Data section start
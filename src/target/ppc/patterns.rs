// Table-driven inverse patterns for the simple PowerPC instructions: each entry maps a
// machine opcode to the canonical node it is the selected form of, plus how its
// operands line up. These are the instructions whose forward selection is a single
// pattern, so inverting them is a relabelling and not a rewrite of the computation.

use super::invsel::{base_or_zero, effective_address};
use super::opcodes::PpcOpcode;
use crate::core::{DiagnosticKind, LiftResult, Rewrite};
use crate::dag::{LoadExt, MemOperand, NodeId, Opcode, SdValue, ValueType};
use crate::ir::value::truncate_bits;
use crate::lift::SelectCx;

/// How a machine node maps onto canonical nodes.
#[derive(Debug, Clone, Copy, PartialEq, Eq)]
pub enum Pattern {
    /// `opcode(op0, op1)`.
    Binary(Opcode),
    /// `opcode(op1, op0)`, for the subtract-from forms.
    BinarySwapped(Opcode),
    /// `opcode(op0, imm)` with a sign-extended immediate.
    BinaryImm(Opcode),
    /// `sub(0, op0)`.
    Negate,
    /// `sign_extend_inreg(op0, ValueType<vt>)`.
    ExtendInReg(ValueType),
    Unary(Opcode),
    /// Constant from an immediate.
    LoadImm,
    /// D-form load `(chain, D, RA)`.
    Load { size: u32, ext: LoadExt },
    /// Return through the link register.
    Return,
}

pub fn pattern(op: PpcOpcode) -> Option<Pattern> {
    use PpcOpcode::*;
    let pattern = match op {
        ADD4 | ADD8 => Pattern::Binary(Opcode::Add),
        ADDI | ADDI8 => Pattern::BinaryImm(Opcode::Add),
        SUBF | SUBF8 => Pattern::BinarySwapped(Opcode::Sub),
        NEG | NEG8 => Pattern::Negate,
        MULLW | MULLD => Pattern::Binary(Opcode::Mul),
        DIVW | DIVD => Pattern::Binary(Opcode::SDiv),
        DIVWU | DIVDU => Pattern::Binary(Opcode::UDiv),
        AND | AND8 => Pattern::Binary(Opcode::And),
        OR | OR8 => Pattern::Binary(Opcode::Or),
        XOR | XOR8 => Pattern::Binary(Opcode::Xor),
        SLW | SLD => Pattern::Binary(Opcode::Shl),
        SRW | SRD => Pattern::Binary(Opcode::Srl),
        SRAW | SRAD => Pattern::Binary(Opcode::Sra),
        EXTSB => Pattern::ExtendInReg(ValueType::I8),
        EXTSH => Pattern::ExtendInReg(ValueType::I16),
        EXTSW => Pattern::ExtendInReg(ValueType::I32),
        CNTLZW | CNTLZD => Pattern::Unary(Opcode::Ctlz),
        LI | LI8 => Pattern::LoadImm,
        LD => Pattern::Load { size: 8, ext: LoadExt::None },
        LWZ => Pattern::Load { size: 4, ext: LoadExt::Zext },
        LHZ => Pattern::Load { size: 2, ext: LoadExt::Zext },
        LHA => Pattern::Load { size: 2, ext: LoadExt::Sext },
        LBZ => Pattern::Load { size: 1, ext: LoadExt::Zext },
        BLR => Pattern::Return,
        STD | STW | STDU | STWU | B | BA | BL | BLA | RLDICL | RLDICR | RLWINM | RLWINM8 => return None,
    };
    Some(pattern)
}

/// Apply the table pattern of `op` to node `id`; nodes without one stay in place.
pub fn select_pattern(cx: &mut SelectCx<'_, '_>, id: NodeId, op: PpcOpcode) -> LiftResult<Rewrite> {
    let Some(pattern) = pattern(op) else {
        cx.report(
            DiagnosticKind::NoInversePattern,
            id,
            format!("no inverse pattern for {}, left in place", op.name()),
        );
        return Ok(Rewrite::Unchanged);
    };
    let name = op.name();
    let node = cx.dag.node(id);
    let vt = node.value_type(0).unwrap_or(ValueType::I64);
    let loc = node.loc;

    let replacement: SdValue = match pattern {
        Pattern::Binary(opcode) => {
            let ops = cx.expect_shape(id, name, 2, 1)?;
            cx.dag.get_node(opcode, &[vt], &ops, loc).into()
        }
        Pattern::BinarySwapped(opcode) => {
            let ops = cx.expect_shape(id, name, 2, 1)?;
            cx.dag.get_node(opcode, &[vt], &[ops[1], ops[0]], loc).into()
        }
        Pattern::BinaryImm(opcode) => {
            let ops = cx.expect_shape(id, name, 2, 1)?;
            let imm = cx.immediate(id, name, ops[1])?;
            let imm = cx.dag.get_constant(truncate_bits(imm as u64, vt.bits()), vt);
            cx.dag.get_node(opcode, &[vt], &[ops[0], imm], loc).into()
        }
        Pattern::Negate => {
            let ops = cx.expect_shape(id, name, 1, 1)?;
            let zero = cx.dag.get_constant(0, vt);
            cx.dag.get_node(Opcode::Sub, &[vt], &[zero, ops[0]], loc).into()
        }
        Pattern::ExtendInReg(from) => {
            let ops = cx.expect_shape(id, name, 1, 1)?;
            let from = cx.dag.get_value_type(from);
            cx.dag.get_node(Opcode::SignExtendInReg, &[vt], &[ops[0], from], loc).into()
        }
        Pattern::Unary(opcode) => {
            let ops = cx.expect_shape(id, name, 1, 1)?;
            cx.dag.get_node(opcode, &[vt], &ops, loc).into()
        }
        Pattern::LoadImm => {
            let ops = cx.expect_shape(id, name, 1, 1)?;
            let imm = cx.immediate(id, name, ops[0])?;
            cx.dag.get_constant(truncate_bits(imm as u64, vt.bits()), vt)
        }
        Pattern::Load { size, ext } => return select_load(cx, id, op, size, ext),
        Pattern::Return => {
            let ops = cx.expect_shape(id, name, 1, 1)?;
            cx.dag.get_node(Opcode::Ret, &[ValueType::Other], &ops, loc).into()
        }
    };

    cx.replace(id, 0, replacement);
    Ok(Rewrite::Replaced)
}

/// D-form loads: `(chain, D, RA)` producing `(value, chain)`.
fn select_load(cx: &mut SelectCx<'_, '_>, id: NodeId, op: PpcOpcode, size: u32, ext: LoadExt) -> LiftResult<Rewrite> {
    let ops = cx.expect_shape(id, op.name(), 3, 2)?;
    let (chain, disp, ra) = (ops[0], ops[1], ops[2]);
    let node = cx.dag.node(id);
    let vt = node.value_type(0).unwrap_or(ValueType::I64);
    let loc = node.loc;

    let mut mem = match node.mem {
        Some(mem) => mem,
        None => {
            cx.report(
                DiagnosticKind::MissingMemOperand,
                id,
                format!("{} without memory operand, assuming {size} bytes", op.name()),
            );
            MemOperand::load(size)
        }
    };
    mem.ext = ext;

    let base = base_or_zero(cx, ra);
    let ea = effective_address(cx, id, op.name(), disp, base)?;
    let load = cx.dag.get_load(vt, chain, ea, mem, loc);
    cx.replace(id, 0, SdValue::new(load, 0));
    cx.replace(id, 1, SdValue::new(load, 1));
    Ok(Rewrite::Replaced)
}

#[cfg(test)]
mod tests {
    use super::*;

    #[test]
    fn test_explicit_encodings_have_no_table_entry() {
        assert_eq!(pattern(PpcOpcode::STDU), None);
        assert_eq!(pattern(PpcOpcode::RLWINM8), None);
        assert_eq!(pattern(PpcOpcode::SUBF), Some(Pattern::BinarySwapped(Opcode::Sub)));
        assert_eq!(pattern(PpcOpcode::LHA), Some(Pattern::Load { size: 2, ext: LoadExt::Sext }));
    }
}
Data section end
-- Exercise --
Scanning the data above, copy out every line where "LiftResult" is found.

-- Written response --
use crate::core::{DiagnosticKind, LiftResult, Rewrite};
pub fn select_pattern(cx: &mut SelectCx<'_, '_>, id: NodeId, op: PpcOpcode) -> LiftResult<Rewrite> {
fn select_load(cx: &mut SelectCx<'_, '_>, id: NodeId, op: PpcOpcode, size: u32, ext: LoadExt) -> LiftResult<Rewrite> {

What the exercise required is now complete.